Crap. "Ok, I'm only supposed to see you for one thing, but let me ask some more basic questions and I want to refer you to the Ear, Nose and Throat doctor too, because the worst thing it could be is cancer, and I don't want to miss it. Okay?" We fired up the second template and there's a nice new patient visit with two referrals. Yep, went overtime. On to the next room, apologizing as usual for being late.
She came back a month later. "Thank you," she said, "for being so thorough. I'm scheduled for surgery of my vocal cords. The ENT thinks it's polyps. He doesn't THINK it's cancer, but can't be sure."
"You are welcome," I said, "I'm glad we sent you and that you were willing to go." And then how can I feel bad for running late? I reserve my anger for the administration and the other providers who put pressure on me to see people for one thing, more people faster. Yes, that's the way the system pays the best and yes, I know the hospital needs to stay afloat financially, but in the end, I can't ignore the clouds. It would kill me. It would destroy me as a physician. It would be unethical. When I walk in a room, I have to deal with what is there, whatever it is, as best I can. Like our surgeon, who did an appendectomy on my mother, only to find out that it was ovarian cancer. It took four hours instead of 30 minutes and he came out apologizing. "I did the best I could," he said, "I did not have a patch for her diaphragm so there was a bit I couldn't get. I am sorry, but we didn't know until we got in there."

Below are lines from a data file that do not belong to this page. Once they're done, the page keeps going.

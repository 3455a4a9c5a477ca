pub fn format_duration(seconds: i64) -> String {
    let days = seconds / 86400;
    let hours = (seconds % 86400) / 3600;
    let mins = (seconds % 3600) / 60;
    let secs = seconds % 60;

    let mut parts = Vec::new();
    if days > 0 {
        parts.push(format!("{}d", days));
    }
    if hours > 0 {
        parts.push(format!("{}h", hours));
    }
    if mins > 0 {
        parts.push(format!("{}m", mins));
    }
    if secs > 0 || (days == 0 && hours == 0 && mins == 0) {
        parts.push(format!("{}s", secs));
    }

    parts.join(" ")
}

/// Countdown display, `MM:SS`. Minutes are not wrapped into hours.
pub fn format_clock(total_seconds: u64) -> String {
    format!("{:02}:{:02}", total_seconds / 60, total_seconds % 60)
}

/// Reads a duration typed by the user.
///
/// Leading digits are taken the way a lenient number field would
/// (`"12min"` is 12). Anything without a positive leading integer falls
/// back to `default`.
pub fn parse_minutes(input: &str, default: u32) -> u32 {
    let digits: String = input
        .trim_start()
        .chars()
        .take_while(|c| c.is_ascii_digit())
        .collect();

    match digits.parse::<u32>() {
        Ok(value) if value > 0 => value,
        _ => default,
    }
}

#[cfg(test)]
mod tests {
    use super::*;

    #[test]
    fn test_format_duration() {
        assert_eq!(format_duration(0), "0s");
        assert_eq!(format_duration(59), "59s");
        assert_eq!(format_duration(60), "1m");
        assert_eq!(format_duration(3661), "1h 1m 1s");
        assert_eq!(format_duration(86400 + 3600 + 60 + 1), "1d 1h 1m 1s");
    }

    #[test]
    fn test_format_clock() {
        assert_eq!(format_clock(0), "00:00");
        assert_eq!(format_clock(59), "00:59");
        assert_eq!(format_clock(25 * 60), "25:00");
        assert_eq!(format_clock(90 * 60 + 5), "90:05");
    }

    #[test]
    fn test_parse_minutes() {
        assert_eq!(parse_minutes("30", 25), 30);
        assert_eq!(parse_minutes("  45", 25), 45);
        assert_eq!(parse_minutes("12min", 25), 12);
        assert_eq!(parse_minutes("", 25), 25);
        assert_eq!(parse_minutes("abc", 5), 5);
        assert_eq!(parse_minutes("0", 5), 5);
        assert_eq!(parse_minutes("-10", 5), 5);
        assert_eq!(parse_minutes("99999999999", 25), 25);
    }
}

It doesn't matter what is on the schedule. I don't know until I get in there. Then I play the hand that is dealt, I call it as I see it, I gently touch a question to the cloud. Sometimes the person is not ready and withdraws. Sometimes the cloud opens and we are in another place. This is what makes me a good diagnostician and makes me pick up the unusual things, the zebra cases. I am open to the nonverbal communication, to the body language and sounds and shifts and pheremones that call to me without words.
If I don't name them, I am not a good doctor. And then I would certainly die young.
I am not saying that that is the whole reason why doctors die younger. I think that doctors die younger because they lose touch with their emotions. The role model is to be cool, calm, collected and reassuring, even in the cases that make me want to run screaming through the halls. I've had other doctors say, "You sound too angry." I use New York as an excuse, but I do grieve, my heart runs screaming through the halls, I smash plates on purpose when I am upset, I argue, I tell the administration what I think, I am not a nice girl. And don't want to be.
Now that I have done all the links, I am thinking who the hell cares? But I'm in the ironnoder, so I'm posting anyhow. Thus our principles go awry for the sake of expediency.